*** Begin section ***
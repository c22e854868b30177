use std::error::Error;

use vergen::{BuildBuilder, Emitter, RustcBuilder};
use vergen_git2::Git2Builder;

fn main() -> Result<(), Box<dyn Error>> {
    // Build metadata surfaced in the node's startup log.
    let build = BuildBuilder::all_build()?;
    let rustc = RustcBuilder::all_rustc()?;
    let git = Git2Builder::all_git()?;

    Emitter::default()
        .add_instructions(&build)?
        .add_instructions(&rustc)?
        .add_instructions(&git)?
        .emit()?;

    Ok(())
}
*** End section ***
Task requirements =>
Go to the line containing "let rustc = RustcBuilder::all_rustc()?;" in the listing. Print it and every line through the last one, exactly and with nothing more.

Output for this exercise =>
    let rustc = RustcBuilder::all_rustc()?;
    let git = Git2Builder::all_git()?;

    Emitter::default()
        .add_instructions(&build)?
        .add_instructions(&rustc)?
        .add_instructions(&git)?
        .emit()?;

    Ok(())
}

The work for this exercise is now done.